Provided records section start

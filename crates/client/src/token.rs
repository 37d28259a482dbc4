//! Auth token storage.
//!
//! The cart manager derives its authenticated/anonymous branch from token
//! *presence* alone, read fresh on every operation. Validity is the commerce
//! API's concern: an expired token surfaces as an ordinary operation failure,
//! not as a distinct unauthenticated branch.

use std::path::PathBuf;

use secrecy::SecretString;
use tracing::warn;

/// File name of the token inside the data directory.
const TOKEN_FILE: &str = "auth_token";

/// File-backed auth token store.
#[derive(Debug, Clone)]
pub struct TokenStore {
    path: PathBuf,
}

impl TokenStore {
    /// Create a token store rooted at the given data directory.
    #[must_use]
    pub fn new(data_dir: impl Into<PathBuf>) -> Self {
        Self {
            path: data_dir.into().join(TOKEN_FILE),
        }
    }

    /// Read the stored token, if any. An empty or unreadable file counts as
    /// no token.
    #[must_use]
    pub fn token(&self) -> Option<SecretString> {
        let raw = std::fs::read_to_string(&self.path).ok()?;
        let trimmed = raw.trim();
        if trimmed.is_empty() {
            None
        } else {
            Some(SecretString::from(trimmed.to_string()))
        }
    }

    /// Whether a token is present.
    #[must_use]
    pub fn is_authenticated(&self) -> bool {
        self.token().is_some()
    }

    /// Store a token.
    ///
    /// # Errors
    ///
    /// Returns an error if the data directory cannot be created or the file
    /// cannot be written.
    pub fn set_token(&self, token: &str) -> std::io::Result<()> {
        if let Some(parent) = self.path.parent() {
            std::fs::create_dir_all(parent)?;
        }
        std::fs::write(&self.path, token)
    }

    /// Remove the stored token. A missing file is not an error.
    pub fn remove_token(&self) {
        if let Err(e) = std::fs::remove_file(&self.path)
            && e.kind() != std::io::ErrorKind::NotFound
        {
            warn!(path = %self.path.display(), error = %e, "Failed to remove auth token");
        }
    }
}

#[cfg(test)]
#[allow(clippy::unwrap_used)]
mod tests {
    use super::*;
    use secrecy::ExposeSecret;
    use tempfile::TempDir;

    #[test]
    fn test_missing_token_is_anonymous() {
        let dir = TempDir::new().unwrap();
        let store = TokenStore::new(dir.path());
        assert!(store.token().is_none());
        assert!(!store.is_authenticated());
    }

    #[test]
    fn test_set_and_read_token() {
        let dir = TempDir::new().unwrap();
        let store = TokenStore::new(dir.path());

        store.set_token("tok_123").unwrap();
        assert!(store.is_authenticated());
        assert_eq!(store.token().unwrap().expose_secret(), "tok_123");
    }

    #[test]
    fn test_blank_token_counts_as_absent() {
        let dir = TempDir::new().unwrap();
        let store = TokenStore::new(dir.path());

        store.set_token("   \n").unwrap();
        assert!(!store.is_authenticated());
    }

    #[test]
    fn test_remove_token_is_idempotent() {
        let dir = TempDir::new().unwrap();
        let store = TokenStore::new(dir.path());

        store.set_token("tok_123").unwrap();
        store.remove_token();
        assert!(!store.is_authenticated());

        // Removing again is a no-op
        store.remove_token();
    }
}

Provided records section end

▸ **Problem**: Here the job is to transcribe the lines from the first line of the data through the line containing "distinct unauthenticated branch.", inclusive, exactly and with nothing else.

▸ **Finished exercise**:
filename crates/client/src/token.rs
repository 37d28259a482dbc4
//! Auth token storage.
//!
//! The cart manager derives its authenticated/anonymous branch from token
//! *presence* alone, read fresh on every operation. Validity is the commerce
//! API's concern: an expired token surfaces as an ordinary operation failure,
//! not as a distinct unauthenticated branch.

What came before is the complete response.